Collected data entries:
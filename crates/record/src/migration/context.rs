//! Commands available to a running migration

use std::time::Instant;

use crate::error::OrmResult;
use crate::schema::{ColumnSchema, TableSchema};
use crate::storage::{Condition, Ddl, StorageTransaction};
use crate::value::Row;

/// Executes migration commands inside the migration's transaction and
/// logs each one with its duration
pub struct MigrationContext<'a> {
    transaction: &'a dyn StorageTransaction,
}

impl<'a> MigrationContext<'a> {
    pub(crate) fn new(transaction: &'a dyn StorageTransaction) -> Self {
        Self { transaction }
    }

    pub async fn execute(&self, ddl: Ddl) -> OrmResult<()> {
        let started = Instant::now();
        tracing::info!("    > {} ...", ddl.describe());
        self.transaction.apply_ddl(&ddl).await?;
        tracing::info!(
            "    > {} ... done (time: {:.3}s)",
            ddl.describe(),
            started.elapsed().as_secs_f64()
        );
        Ok(())
    }

    pub async fn create_table(&self, schema: TableSchema) -> OrmResult<()> {
        self.execute(Ddl::CreateTable(schema)).await
    }

    pub async fn drop_table(&self, table: &str) -> OrmResult<()> {
        self.execute(Ddl::DropTable(table.to_string())).await
    }

    pub async fn rename_table(&self, from: &str, to: &str) -> OrmResult<()> {
        self.execute(Ddl::RenameTable {
            from: from.to_string(),
            to: to.to_string(),
        })
        .await
    }

    pub async fn add_column(&self, table: &str, column: ColumnSchema) -> OrmResult<()> {
        self.execute(Ddl::AddColumn {
            table: table.to_string(),
            column,
        })
        .await
    }

    pub async fn drop_column(&self, table: &str, column: &str) -> OrmResult<()> {
        self.execute(Ddl::DropColumn {
            table: table.to_string(),
            column: column.to_string(),
        })
        .await
    }

    pub async fn create_index(
        &self,
        name: &str,
        table: &str,
        columns: &[&str],
        unique: bool,
    ) -> OrmResult<()> {
        self.execute(Ddl::CreateIndex {
            name: name.to_string(),
            table: table.to_string(),
            columns: columns.iter().map(|c| c.to_string()).collect(),
            unique,
        })
        .await
    }

    pub async fn drop_index(&self, name: &str, table: &str) -> OrmResult<()> {
        self.execute(Ddl::DropIndex {
            name: name.to_string(),
            table: table.to_string(),
        })
        .await
    }

    /// Seed a row
    pub async fn insert(&self, table: &str, values: Row) -> OrmResult<()> {
        let started = Instant::now();
        self.transaction.insert(table, &values, &[]).await?;
        tracing::info!(
            "    > insert into {} ... done (time: {:.3}s)",
            table,
            started.elapsed().as_secs_f64()
        );
        Ok(())
    }

    pub async fn delete(&self, table: &str, condition: Condition) -> OrmResult<u64> {
        let started = Instant::now();
        let rows = self.transaction.delete(table, &condition).await?;
        tracing::info!(
            "    > delete from {} ... done (time: {:.3}s)",
            table,
            started.elapsed().as_secs_f64()
        );
        Ok(rows)
    }
}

▸ **TRY IT**
Determine how many lines of the data above contain the string "StorageTransaction", and answer with the number only.

▸ **SOLUTION BELOW**
3